‘Crocodile Dundee’ hunts missing $34 million
The Australian, who was catapulted to stardom by the success of the 1986 film about the laconic, knife-wielding crocodile hunter, said his once-trusted tax advisor has disappeared with the cash.
The Sydney Morning Herald reported that Californian district court documents allege Philip Egglishaw “absconded with or spent all” of Hogan’s millions, in a filing by the actor’s representative, Schuyler “Sky” Moore.
The money was held at the Corner Bank in Lausanne, run by the Geneva firm Strachans which was retained to arrange a series of offshore trusts dealing with his lucrative Crocodile Dundee earnings, The Australian newspaper said.
Egglishaw was a partner at the firm.
Last year Hogan confidentially settled an eight-year long dispute against the Australian Tax Office allegedly worth millions of dollars.

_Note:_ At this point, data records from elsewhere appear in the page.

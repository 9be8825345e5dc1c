use std::collections::HashMap;

use crate::dataflow::Dataflow;
use crate::ir::{FunId, Functions, MemoryLocation, Program, TermId, TermKind};

/// 復元された変数
#[derive(Debug, Clone)]
pub struct Variable {
    pub index: usize,
    /// 代表の記憶位置（全項が未解決ならNone）
    pub location: Option<MemoryLocation>,
    /// この変数に統合された項
    pub terms: Vec<TermId>,
}

/// 項→変数の対応表
#[derive(Debug, Clone, Default)]
pub struct Variables {
    assignment: HashMap<TermId, usize>,
    list: Vec<Variable>,
}

impl Variables {
    pub fn variable_of(&self, term: TermId) -> Option<&Variable> {
        self.assignment.get(&term).map(|&index| &self.list[index])
    }

    pub fn list(&self) -> &[Variable] {
        &self.list
    }

    pub fn len(&self) -> usize {
        self.list.len()
    }

    pub fn is_empty(&self) -> bool {
        self.list.is_empty()
    }
}

/// 項→変数の統合
///
/// 到達定義で結ばれた読み取りと定義を同じ変数に束ねる。定義を持たない
/// 読み取り（引数など）は関数内で記憶位置ごとに束ねる
pub struct VariableAnalyzer<'a> {
    program: &'a Program,
    functions: &'a Functions,
    dataflows: &'a HashMap<FunId, Dataflow>,
}

impl<'a> VariableAnalyzer<'a> {
    pub fn new(
        program: &'a Program,
        functions: &'a Functions,
        dataflows: &'a HashMap<FunId, Dataflow>,
    ) -> Self {
        Self { program, functions, dataflows }
    }

    pub fn analyze(self) -> Variables {
        let mut union_find = UnionFind::default();

        for function in self.functions.list() {
            let dataflow = match self.dataflows.get(&function.id) {
                Some(dataflow) => dataflow,
                None => continue,
            };

            // 到達定義の辺で統合
            let mut reads: Vec<(TermId, Vec<TermId>)> = dataflow
                .terms_with_definitions()
                .map(|(term, defs)| {
                    let mut d: Vec<TermId> = defs
                        .chunks
                        .iter()
                        .flat_map(|c| c.definitions.iter().copied())
                        .collect();
                    d.sort();
                    d.dedup();
                    (term, d)
                })
                .collect();
            reads.sort_by_key(|(term, _)| *term);

            let mut unbound: HashMap<MemoryLocation, TermId> = HashMap::new();
            for (read, defs) in reads {
                if defs.is_empty() {
                    let location = self.storage_location(read, dataflow);
                    if let Some(location) = location {
                        match unbound.get(&location) {
                            Some(&first) => union_find.union(read, first),
                            None => {
                                unbound.insert(location, read);
                                union_find.insert(read);
                            }
                        }
                    }
                    continue;
                }
                for def in defs {
                    union_find.union(read, def);
                }
            }
        }

        // 等価類から変数を作る
        let mut variables = Variables::default();
        let mut class_index: HashMap<TermId, usize> = HashMap::new();

        let mut members: Vec<TermId> = union_find.members();
        members.sort();

        for term in members {
            let root = union_find.find(term);
            let index = match class_index.get(&root) {
                Some(&index) => index,
                None => {
                    let index = variables.list.len();
                    class_index.insert(root, index);
                    variables.list.push(Variable { index, location: None, terms: Vec::new() });
                    index
                }
            };

            let variable = &mut variables.list[index];
            variable.terms.push(term);
            if variable.location.is_none() {
                variable.location = self.storage_location_any(term);
            }
            variables.assignment.insert(term, index);
        }

        variables
    }

    /// 項の記憶位置（該当関数のデータフローで解決）
    fn storage_location(&self, term: TermId, dataflow: &Dataflow) -> Option<MemoryLocation> {
        match &self.program.term(term).kind {
            TermKind::MemoryLocationAccess { location } => Some(*location),
            TermKind::Dereference { .. } => dataflow.memory_location(term),
            _ => None,
        }
    }

    fn storage_location_any(&self, term: TermId) -> Option<MemoryLocation> {
        if let TermKind::MemoryLocationAccess { location } = &self.program.term(term).kind {
            return Some(*location);
        }
        for dataflow in self.dataflows.values() {
            if let Some(location) = dataflow.memory_location(term) {
                return Some(location);
            }
        }
        None
    }
}

/// 経路圧縮付きUnion-Find
#[derive(Debug, Default)]
struct UnionFind {
    parent: HashMap<TermId, TermId>,
}

impl UnionFind {
    fn insert(&mut self, term: TermId) {
        self.parent.entry(term).or_insert(term);
    }

    fn find(&mut self, term: TermId) -> TermId {
        self.insert(term);
        let mut root = term;
        while self.parent[&root] != root {
            root = self.parent[&root];
        }
        let mut current = term;
        while self.parent[&current] != root {
            let next = self.parent[&current];
            self.parent.insert(current, root);
            current = next;
        }
        root
    }

    fn union(&mut self, a: TermId, b: TermId) {
        let ra = self.find(a);
        let rb = self.find(b);
        if ra != rb {
            // 小さいIDを根にして決定的にする
            let (root, child) = if ra < rb { (ra, rb) } else { (rb, ra) };
            self.parent.insert(child, root);
        }
    }

    fn members(&self) -> Vec<TermId> {
        self.parent.keys().copied().collect()
    }
}

#[cfg(test)]
mod tests {
    use super::*;
    use crate::arch::{reg, X64Architecture};
    use crate::calling::{Conventions, Hooks, Signatures};
    use crate::context::CancellationToken;
    use crate::dataflow::DataflowAnalyzer;
    use crate::ir::{Direction, Program};
    use std::cell::RefCell;
    use std::rc::Rc;

    #[test]
    fn test_read_unifies_with_definition() {
        let mut program = Program::new();
        let block = program.add_block(Some(0x1000));

        let rax_w = program.access(MemoryLocation::register(reg::RAX, 8), Direction::Write);
        let one = program.int_const(1, 8);
        program.push_assignment(block, Some(0x1000), rax_w, one);

        let rax_r = program.access(MemoryLocation::register(reg::RAX, 8), Direction::Read);
        let rcx_w = program.access(MemoryLocation::register(reg::RCX, 8), Direction::Write);
        program.push_assignment(block, Some(0x1005), rcx_w, rax_r);
        program.push_return(block, Some(0x100a));

        let mut functions = Functions::new();
        let fun_id = functions.push(block, vec![block]);

        let arch = X64Architecture::new();
        let hooks = Hooks::new(
            Rc::new(RefCell::new(Conventions::new())),
            Rc::new(RefCell::new(Signatures::new())),
        );
        let dataflow = DataflowAnalyzer::new(&program, &arch, functions.get(fun_id), &hooks)
            .analyze(&CancellationToken::new())
            .unwrap();

        let mut dataflows = HashMap::new();
        dataflows.insert(fun_id, dataflow);

        let variables = VariableAnalyzer::new(&program, &functions, &dataflows).analyze();

        let v_write = variables.variable_of(rax_w).unwrap();
        let v_read = variables.variable_of(rax_r).unwrap();
        assert_eq!(v_write.index, v_read.index);
        assert_eq!(v_write.location, Some(MemoryLocation::register(reg::RAX, 8)));
    }
}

The authorities had been pursuing him and his collaborator John Cornell for more than Aus$150 million ($156 million) in allegedly unpaid taxes, penalties and interest stretching back to the 1980s.
Egglishaw was reportedly the mastermind behind the tax evasion scheme and an arrest warrant is current against him relating to these charges.
Hogan’s US lawyer Craig Emanuel told the Herald: “For a variety of ethical reasons, I am not available to comment on your inquiries.”
The actor’s Australian lawyer, Andrew Robinson, declined to comment on the case to The Australian newspaper.